(Dataset entries)
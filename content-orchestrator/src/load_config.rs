/// `load_config` module: loads the static YAML config and injects secrets from the environment.
///
/// This is the only place where untrusted YAML is parsed into typed structures: the pipeline
/// tunables ([`OrchestratorConfig`]), the collaborator endpoints and the ledger location.
///
/// # Secrets
/// The YAML never carries credentials. The collaborator API key comes from the
/// `COLLABORATOR_API_KEY` environment variable (a `.env` file is honoured via `dotenvy`).
///
/// # Errors
/// Every failure is an `anyhow::Error` with the offending path in the message, surfaced at the
/// CLI boundary.
use anyhow::Result;
use content_orchestrator_core::OrchestratorConfig;
use serde::Deserialize;
use std::fs;
use std::path::{Path, PathBuf};
use tracing::{error, info, warn};

pub const API_KEY_ENV: &str = "COLLABORATOR_API_KEY";

#[derive(Debug)]
pub struct CliConfig {
    pub orchestrator: OrchestratorConfig,
    pub collaborators: CollaboratorEndpoints,
    pub ledger: LedgerSection,
    /// Injected from [`API_KEY_ENV`]; absent means requests go out unauthenticated.
    pub api_key: Option<String>,
}

/// Base URLs of the five collaborator services. Each receives JSON via `POST`.
#[derive(Debug, Clone, Deserialize)]
pub struct CollaboratorEndpoints {
    pub viral_url: String,
    pub thumbnail_url: String,
    pub ad_url: String,
    pub poster_url: String,
    pub scheduler_url: String,
    #[serde(default = "default_request_timeout_secs")]
    pub request_timeout_secs: u64,
}

fn default_request_timeout_secs() -> u64 {
    90
}

#[derive(Debug, Default, Deserialize)]
pub struct LedgerSection {
    /// JSON snapshot file. Without one the ledger lives only for this process.
    #[serde(default)]
    pub path: Option<PathBuf>,
}

pub fn load_config<P: AsRef<Path>>(path: P) -> Result<CliConfig> {
    let path_ref = path.as_ref();
    info!(config_path = ?path_ref, "Loading configuration from file");

    let config_content = match fs::read_to_string(path_ref) {
        Ok(content) => content,
        Err(e) => {
            error!(error = ?e, config_path = ?path_ref, "Failed to read config file");
            return Err(anyhow::anyhow!(
                "Failed to read config file {:?}: {}",
                path_ref,
                e
            ));
        }
    };

    #[derive(Debug, Deserialize)]
    struct RawConfig {
        #[serde(default)]
        orchestrator: OrchestratorConfig,
        collaborators: CollaboratorEndpoints,
        #[serde(default)]
        ledger: LedgerSection,
    }

    let raw: RawConfig = match serde_yaml::from_str(&config_content) {
        Ok(conf) => {
            info!(config_path = ?path_ref, "Parsed config YAML successfully");
            conf
        }
        Err(e) => {
            error!(error = ?e, config_path = ?path_ref, "Failed to parse config YAML");
            return Err(anyhow::anyhow!("Failed to parse config YAML: {e}"));
        }
    };

    if raw.orchestrator.max_concurrent_posts == 0 {
        warn!("max_concurrent_posts is 0; postings will run one at a time");
    }
    raw.orchestrator.trace_loaded();

    let api_key = std::env::var(API_KEY_ENV)
        .ok()
        .filter(|k| !k.trim().is_empty());
    info!(api_key_set = api_key.is_some(), "Collaborator credentials resolved");

    Ok(CliConfig {
        orchestrator: raw.orchestrator,
        collaborators: raw.collaborators,
        ledger: raw.ledger,
        api_key,
    })
}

**What the exercise asks**
Which lines above hold the string "info"? Show each of them.

**Result below**
use tracing::{error, info, warn};
    info!(config_path = ?path_ref, "Loading configuration from file");
            info!(config_path = ?path_ref, "Parsed config YAML successfully");
    info!(api_key_set = api_key.is_some(), "Collaborator credentials resolved");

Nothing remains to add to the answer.